→ **Brief**: Determine the number of lines in the following entries that hold the word "PgAccountStore". Give only that number.

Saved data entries

───

//! Store contracts and their implementations.
//!
//! The authentication engine talks to storage exclusively through the
//! [`AccountStore`] and [`SessionStore`] traits. Correct lockout counting
//! under concurrent handlers depends on the store providing atomic
//! read-modify-write semantics for the failure counter, which is why the
//! increment is part of the contract rather than something callers compose
//! out of a read and a write.

use std::collections::HashMap;
use std::sync::{Mutex, MutexGuard};

use async_trait::async_trait;
use chrono::{DateTime, Utc};
use sqlx::{PgPool, Row};
use uuid::Uuid;

use super::timeouts::with_default_timeout;
use crate::auth::{Account, AuthError, AuthResult};

/// Per-login account storage.
#[async_trait]
pub trait AccountStore: Send + Sync {
    /// Fetch the stored secret and failure counter for a login.
    async fn get_account(&self, login: &str) -> AuthResult<Option<Account>>;

    /// Insert a new account with a zeroed failure counter.
    ///
    /// Fails with [`AuthError::AlreadyExists`] when the login is taken,
    /// mutating nothing.
    async fn insert_account(&self, login: &str, secret: &str) -> AuthResult<()>;

    /// Add one failed login. Must be a single atomic update.
    async fn increment_failed_logins(&self, login: &str) -> AuthResult<()>;

    /// Reset the failure counter to zero.
    async fn reset_failed_logins(&self, login: &str) -> AuthResult<()>;
}

/// Per-token session storage.
#[async_trait]
pub trait SessionStore: Send + Sync {
    /// Record an issued token with its creation time.
    async fn insert_session(&self, token: Uuid, created_at: DateTime<Utc>) -> AuthResult<()>;

    /// Creation time of a token, if it was ever issued.
    async fn get_session_created_at(&self, token: Uuid) -> AuthResult<Option<DateTime<Utc>>>;
}

/// PostgreSQL implementation of [`AccountStore`]
pub struct PgAccountStore {
    pool: PgPool,
}

impl PgAccountStore {
    pub fn new(pool: PgPool) -> Self {
        Self { pool }
    }
}

#[async_trait]
impl AccountStore for PgAccountStore {
    async fn get_account(&self, login: &str) -> AuthResult<Option<Account>> {
        let row = with_default_timeout(
            sqlx::query("SELECT login, password_hash, failed_logins FROM users WHERE login = $1")
                .bind(login)
                .fetch_optional(&self.pool),
        )
        .await?;

        Ok(row.map(|r| Account {
            login: r.get("login"),
            secret: r.get("password_hash"),
            failed_logins: r.get("failed_logins"),
        }))
    }

    async fn insert_account(&self, login: &str, secret: &str) -> AuthResult<()> {
        // Single statement: a conflicting login inserts nothing and is
        // reported through the affected-row count.
        let result = with_default_timeout(
            sqlx::query(
                "INSERT INTO users (login, password_hash, failed_logins) VALUES ($1, $2, 0)
                 ON CONFLICT (login) DO NOTHING",
            )
            .bind(login)
            .bind(secret)
            .execute(&self.pool),
        )
        .await?;

        if result.rows_affected() == 0 {
            return Err(AuthError::AlreadyExists);
        }

        Ok(())
    }

    async fn increment_failed_logins(&self, login: &str) -> AuthResult<()> {
        with_default_timeout(
            sqlx::query("UPDATE users SET failed_logins = failed_logins + 1 WHERE login = $1")
                .bind(login)
                .execute(&self.pool),
        )
        .await?;

        Ok(())
    }

    async fn reset_failed_logins(&self, login: &str) -> AuthResult<()> {
        with_default_timeout(
            sqlx::query("UPDATE users SET failed_logins = 0 WHERE login = $1")
                .bind(login)
                .execute(&self.pool),
        )
        .await?;

        Ok(())
    }
}

/// PostgreSQL implementation of [`SessionStore`]
pub struct PgSessionStore {
    pool: PgPool,
}

impl PgSessionStore {
    pub fn new(pool: PgPool) -> Self {
        Self { pool }
    }
}

#[async_trait]
impl SessionStore for PgSessionStore {
    async fn insert_session(&self, token: Uuid, created_at: DateTime<Utc>) -> AuthResult<()> {
        with_default_timeout(
            sqlx::query("INSERT INTO sessions (token, created_at) VALUES ($1, $2)")
                .bind(token)
                .bind(created_at)
                .execute(&self.pool),
        )
        .await?;

        Ok(())
    }

    async fn get_session_created_at(&self, token: Uuid) -> AuthResult<Option<DateTime<Utc>>> {
        let row = with_default_timeout(
            sqlx::query("SELECT created_at FROM sessions WHERE token = $1")
                .bind(token)
                .fetch_optional(&self.pool),
        )
        .await?;

        Ok(row.map(|r| r.get("created_at")))
    }
}

/// In-memory [`AccountStore`].
///
/// The mutex makes every operation a serialized read-modify-write, which is
/// the same atomicity guarantee the contract asks of real stores. Backs the
/// engine unit tests, the server integration tests, and database-free runs.
#[derive(Default)]
pub struct MemoryAccountStore {
    accounts: Mutex<HashMap<String, Account>>,
}

impl MemoryAccountStore {
    pub fn new() -> Self {
        Self::default()
    }

    fn lock(&self) -> MutexGuard<'_, HashMap<String, Account>> {
        self.accounts.lock().unwrap_or_else(|e| e.into_inner())
    }
}

#[async_trait]
impl AccountStore for MemoryAccountStore {
    async fn get_account(&self, login: &str) -> AuthResult<Option<Account>> {
        Ok(self.lock().get(login).cloned())
    }

    async fn insert_account(&self, login: &str, secret: &str) -> AuthResult<()> {
        let mut accounts = self.lock();

        if accounts.contains_key(login) {
            return Err(AuthError::AlreadyExists);
        }

        accounts.insert(
            login.to_string(),
            Account {
                login: login.to_string(),
                secret: secret.to_string(),
                failed_logins: 0,
            },
        );

        Ok(())
    }

    async fn increment_failed_logins(&self, login: &str) -> AuthResult<()> {
        if let Some(account) = self.lock().get_mut(login) {
            account.failed_logins += 1;
        }

        Ok(())
    }

    async fn reset_failed_logins(&self, login: &str) -> AuthResult<()> {
        if let Some(account) = self.lock().get_mut(login) {
            account.failed_logins = 0;
        }

        Ok(())
    }
}

/// In-memory [`SessionStore`], mutex-serialized like [`MemoryAccountStore`].
#[derive(Default)]
pub struct MemorySessionStore {
    sessions: Mutex<HashMap<Uuid, DateTime<Utc>>>,
}

impl MemorySessionStore {
    pub fn new() -> Self {
        Self::default()
    }

    fn lock(&self) -> MutexGuard<'_, HashMap<Uuid, DateTime<Utc>>> {
        self.sessions.lock().unwrap_or_else(|e| e.into_inner())
    }
}

#[async_trait]
impl SessionStore for MemorySessionStore {
    async fn insert_session(&self, token: Uuid, created_at: DateTime<Utc>) -> AuthResult<()> {
        self.lock().insert(token, created_at);
        Ok(())
    }

    async fn get_session_created_at(&self, token: Uuid) -> AuthResult<Option<DateTime<Utc>>> {
        Ok(self.lock().get(&token).copied())
    }
}

#[cfg(test)]
mod tests {
    use super::*;

    #[tokio::test]
    async fn memory_insert_account_rejects_duplicates() {
        let store = MemoryAccountStore::new();

        store.insert_account("alice", "secret-a").await.unwrap();

        let result = store.insert_account("alice", "secret-b").await;
        assert!(matches!(result, Err(AuthError::AlreadyExists)));

        // The original record is untouched.
        let account = store.get_account("alice").await.unwrap().unwrap();
        assert_eq!(account.secret, "secret-a");
        assert_eq!(account.failed_logins, 0);
    }

    #[tokio::test]
    async fn memory_counter_increments_and_resets() {
        let store = MemoryAccountStore::new();
        store.insert_account("alice", "secret").await.unwrap();

        for _ in 0..3 {
            store.increment_failed_logins("alice").await.unwrap();
        }
        let account = store.get_account("alice").await.unwrap().unwrap();
        assert_eq!(account.failed_logins, 3);

        store.reset_failed_logins("alice").await.unwrap();
        let account = store.get_account("alice").await.unwrap().unwrap();
        assert_eq!(account.failed_logins, 0);
    }

    #[tokio::test]
    async fn memory_counter_updates_ignore_unknown_logins() {
        let store = MemoryAccountStore::new();

        store.increment_failed_logins("nobody").await.unwrap();
        store.reset_failed_logins("nobody").await.unwrap();

        assert!(store.get_account("nobody").await.unwrap().is_none());
    }

    #[tokio::test]
    async fn memory_sessions_round_trip() {
        let store = MemorySessionStore::new();
        let token = Uuid::new_v4();
        let created_at = Utc::now();

        store.insert_session(token, created_at).await.unwrap();

        let stored = store.get_session_created_at(token).await.unwrap().unwrap();
        assert_eq!(stored, created_at);

        let missing = store.get_session_created_at(Uuid::new_v4()).await.unwrap();
        assert!(missing.is_none());
    }

    #[tokio::test]
    async fn memory_concurrent_increments_are_not_lost() {
        use std::sync::Arc;

        let store = Arc::new(MemoryAccountStore::new());
        store.insert_account("alice", "secret").await.unwrap();

        let mut handles = Vec::new();
        for _ in 0..10 {
            let store = store.clone();
            handles.push(tokio::spawn(async move {
                store.increment_failed_logins("alice").await
            }));
        }
        for handle in handles {
            handle.await.unwrap().unwrap();
        }

        let account = store.get_account("alice").await.unwrap().unwrap();
        assert_eq!(account.failed_logins, 10);
    }
}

───

→ **Result for this exercise**: 3